American law firm known for class action lawsuits

Edelson PC is an American plaintiffs' law firm that focuses on public client investigations, class actions, mass tort, and consumer protection laws. Edelson’s cases include class action settlements against Facebook for $650 million (2021), social casino apps for nearly $200 million (2021), and a $925 million verdict against ViSalus (2020.)

==Firm history==

Edelson PC was founded in 2007 in Chicago, Illinois and opened an office in San Francisco, California in 2015.

==Ligitation==

Edelson has litigated against Facebook, Amazon, Apple, Google for violating consumer privacy laws by improperly storing users' search, contact, and biometric data.

Edelson PC is co-lead counsel in the NCAA personal injury concussion litigation brought against the NCAA, its member institutions, and its conferences on behalf of college football players who allege the NCAA failed to protect them from concussions and brain damage, including CTE. There are more than 369 total lawsuits filed. Edelson PC leads a number of actions on behalf of governmental entities and labor unions in lawsuits against drug manufacturers and distributors over the opioid epidemic.

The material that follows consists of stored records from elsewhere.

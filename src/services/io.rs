//! Image input/output service
//!
//! Decodes arbitrary raster bytes into [`DynamicImage`]s and writes the
//! final artifact as lossless PNG at full original resolution.

use crate::error::{InpaintError, Result};
use image::codecs::png::PngEncoder;
use image::{DynamicImage, ExtendedColorType, ImageEncoder, RgbaImage};
use std::path::Path;

/// Image IO helpers shared by the library entry points and the CLI
pub struct ImageIOService;

impl ImageIOService {
    /// Read a file into memory through the async runtime.
    ///
    /// # Errors
    /// - [`InpaintError::Io`] with path context on read failure
    pub async fn read_bytes<P: AsRef<Path>>(path: P) -> Result<Vec<u8>> {
        let path_ref = path.as_ref();
        tokio::fs::read(path_ref)
            .await
            .map_err(|e| InpaintError::file_io_error("read image file", path_ref, e))
    }

    /// Decode raster bytes into an image.
    ///
    /// # Errors
    /// - [`InpaintError::Decode`] when the bytes are not a decodable raster
    pub fn decode_image(bytes: &[u8]) -> Result<DynamicImage> {
        image::load_from_memory(bytes)
            .map_err(|e| InpaintError::decode(format!("Failed to decode image from bytes: {e}")))
    }

    /// Encode an RGBA buffer as lossless PNG bytes.
    ///
    /// # Errors
    /// - [`InpaintError::Composition`] when encoding fails
    pub fn encode_png(image: &RgbaImage) -> Result<Vec<u8>> {
        let mut bytes = Vec::new();
        let encoder = PngEncoder::new(&mut bytes);
        encoder
            .write_image(
                image.as_raw(),
                image.width(),
                image.height(),
                ExtendedColorType::Rgba8,
            )
            .map_err(|e| {
                InpaintError::composition(format!("Failed to encode PNG output: {e}"))
            })?;
        Ok(bytes)
    }

    /// Encode an RGBA buffer as lossless PNG and write it to disk.
    ///
    /// # Errors
    /// - [`InpaintError::Composition`] when encoding fails
    /// - [`InpaintError::Io`] with path context on write failure
    pub fn save_png<P: AsRef<Path>>(image: &RgbaImage, path: P) -> Result<()> {
        let path_ref = path.as_ref();
        let bytes = Self::encode_png(image)?;
        std::fs::write(path_ref, bytes)
            .map_err(|e| InpaintError::file_io_error("write output image", path_ref, e))
    }
}

#[cfg(test)]
mod tests {
    use super::*;
    use image::Rgba;

    fn checker(width: u32, height: u32) -> RgbaImage {
        RgbaImage::from_fn(width, height, |x, y| {
            if (x + y) % 2 == 0 {
                Rgba([255, 0, 0, 255])
            } else {
                Rgba([0, 0, 255, 255])
            }
        })
    }

    #[test]
    fn test_png_round_trip_is_lossless() {
        let original = checker(16, 9);
        let bytes = ImageIOService::encode_png(&original).unwrap();
        let decoded = ImageIOService::decode_image(&bytes).unwrap().to_rgba8();
        assert_eq!(decoded.dimensions(), (16, 9));
        assert_eq!(decoded.as_raw(), original.as_raw());
    }

    #[test]
    fn test_decode_garbage_is_decode_error() {
        let err = ImageIOService::decode_image(b"definitely not an image").unwrap_err();
        assert!(matches!(err, InpaintError::Decode(_)));
    }

    #[tokio::test]
    async fn test_read_missing_file_has_path_context() {
        let err = ImageIOService::read_bytes("/nonexistent/input.png")
            .await
            .unwrap_err();
        assert!(err.to_string().contains("input.png"));
    }

    #[test]
    fn test_save_png() {
        let dir = tempfile::tempdir().unwrap();
        let path = dir.path().join("out.png");
        ImageIOService::save_png(&checker(8, 8), &path).unwrap();
        let decoded = image::open(&path).unwrap().to_rgba8();
        assert_eq!(decoded.dimensions(), (8, 8));
    }
}
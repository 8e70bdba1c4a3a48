//! Model input preparation
//!
//! Converts an arbitrary-resolution image into the fixed-size tensor pair the
//! inpainting network expects: a channel-planar RGB image tensor and a binary
//! mask tensor marking the bottom-right watermark region.

use crate::config::RegionRatios;
use crate::error::{InpaintError, Result};
use crate::region::watermark_region;
use image::{imageops, DynamicImage, RgbaImage};
use ndarray::Array4;

/// The tensor pair consumed by the inference backend
#[derive(Debug, Clone)]
pub struct ModelInputs {
    /// Image tensor, shape `[1, 3, S, S]`, values in `[0, 1]`, planes R, G, B
    pub image: Array4<f32>,
    /// Mask tensor, shape `[1, 1, S, S]`, values in `{0.0, 1.0}`
    pub mask: Array4<f32>,
}

/// Builds model input tensors from source images
pub struct ModelInputAdapter;

impl ModelInputAdapter {
    /// Prepare the image and mask tensors for one inference run.
    ///
    /// The source is stretched to `input_size` x `input_size` with a bilinear
    /// filter; aspect ratio is deliberately ignored since the network only
    /// operates at a fixed square resolution. The mask marks the inference
    /// region computed from the *base* ratios (no extended override).
    ///
    /// # Errors
    /// - [`InpaintError::Decode`] when the source has no pixels to resample
    pub fn prepare(
        image: &DynamicImage,
        input_size: u32,
        ratios: &RegionRatios,
    ) -> Result<ModelInputs> {
        let resized = Self::resize_for_model(image, input_size)?;
        let image_tensor = Self::image_to_tensor(&resized);
        let mask_tensor = Self::mask_tensor(input_size, ratios);
        Ok(ModelInputs {
            image: image_tensor,
            mask: mask_tensor,
        })
    }

    /// Stretch-resize the source to the square model resolution.
    fn resize_for_model(image: &DynamicImage, input_size: u32) -> Result<RgbaImage> {
        if image.width() == 0 || image.height() == 0 {
            return Err(InpaintError::decode(
                "Cannot prepare model input from an empty image surface",
            ));
        }
        let rgba = image.to_rgba8();
        Ok(imageops::resize(
            &rgba,
            input_size,
            input_size,
            imageops::FilterType::Triangle,
        ))
    }

    /// Convert the resampled buffer into a channel-planar `[1, 3, S, S]`
    /// tensor with each channel byte mapped into `[0, 1]`.
    fn image_to_tensor(resized: &RgbaImage) -> Array4<f32> {
        let (width, height) = resized.dimensions();
        let mut tensor = Array4::<f32>::zeros((1, 3, height as usize, width as usize));

        #[allow(clippy::indexing_slicing)]
        // Safe: tensor dimensions pre-allocated to match the resized buffer
        for (x, y, pixel) in resized.enumerate_pixels() {
            let (xi, yi) = (x as usize, y as usize);
            tensor[[0, 0, yi, xi]] = f32::from(pixel[0]) / 255.0;
            tensor[[0, 1, yi, xi]] = f32::from(pixel[1]) / 255.0;
            tensor[[0, 2, yi, xi]] = f32::from(pixel[2]) / 255.0;
        }

        tensor
    }

    /// Build the `[1, 1, S, S]` binary mask from the base-ratio region.
    ///
    /// A pixel is masked (1.0) when both coordinates are at or beyond the
    /// region's top-left corner, i.e. inside the bottom-right rectangle.
    fn mask_tensor(input_size: u32, ratios: &RegionRatios) -> Array4<f32> {
        let size = input_size as usize;
        let region = watermark_region(
            input_size,
            input_size,
            ratios.width_ratio,
            ratios.height_ratio,
            None,
        );
        let mut mask = Array4::<f32>::zeros((1, 1, size, size));

        #[allow(clippy::indexing_slicing)]
        // Safe: region coordinates are within [0, input_size] by construction
        for y in region.y as usize..size {
            for x in region.x as usize..size {
                mask[[0, 0, y, x]] = 1.0;
            }
        }

        mask
    }
}
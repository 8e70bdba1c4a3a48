//! CLI module for the watermark-inpaint library
//!
//! This module is only available when the "cli" feature is enabled.

#[path = "main.rs"]
mod main_impl;

pub use main_impl::{main, Cli};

Edelson PC filed numerous class actions arising in the aftermath of the federal bailouts of US banks (e.g., Citibank, Chase, and Wells Fargo). The lawsuits alleged the banks unlawfully suspended home credit lines based on pre-textual reasons, and that certain banks failed to honor loan modification programs. Edelson PC achieved the first federal appellate decision in the country recognizing the right of Wells Fargo borrowers to enforce HAMP trial plans under state law. The eventual settlements exceeded $3 billion in home equity lines of credit.

Edelson PC prosecuted more than 100 cases on behalf of consumers who allegedly received unauthorized charges on their mobile phone bills, settling numerous nationwide class actions, including against industry leader AT&T Mobility, collectively worth more than $100 million.

=== Class action settlements ===
Edelson PC has regularly raised concern regarding the conduct of plaintiffs’ attorneys and objected to a number of settlements. Edelson has objected to or intervened in settlements with TikTok, the NCAA, Neiman Marcus, and Equifax.

The firm also brought a RICO lawsuit against a “professional class-action objector” raising allegations of extortion, which resulted in a judgment entered against attorney Christopher Bandas, prohibiting him from practicing law in the state of Illinois and limiting his ability to object to class action settlements in federal or state court.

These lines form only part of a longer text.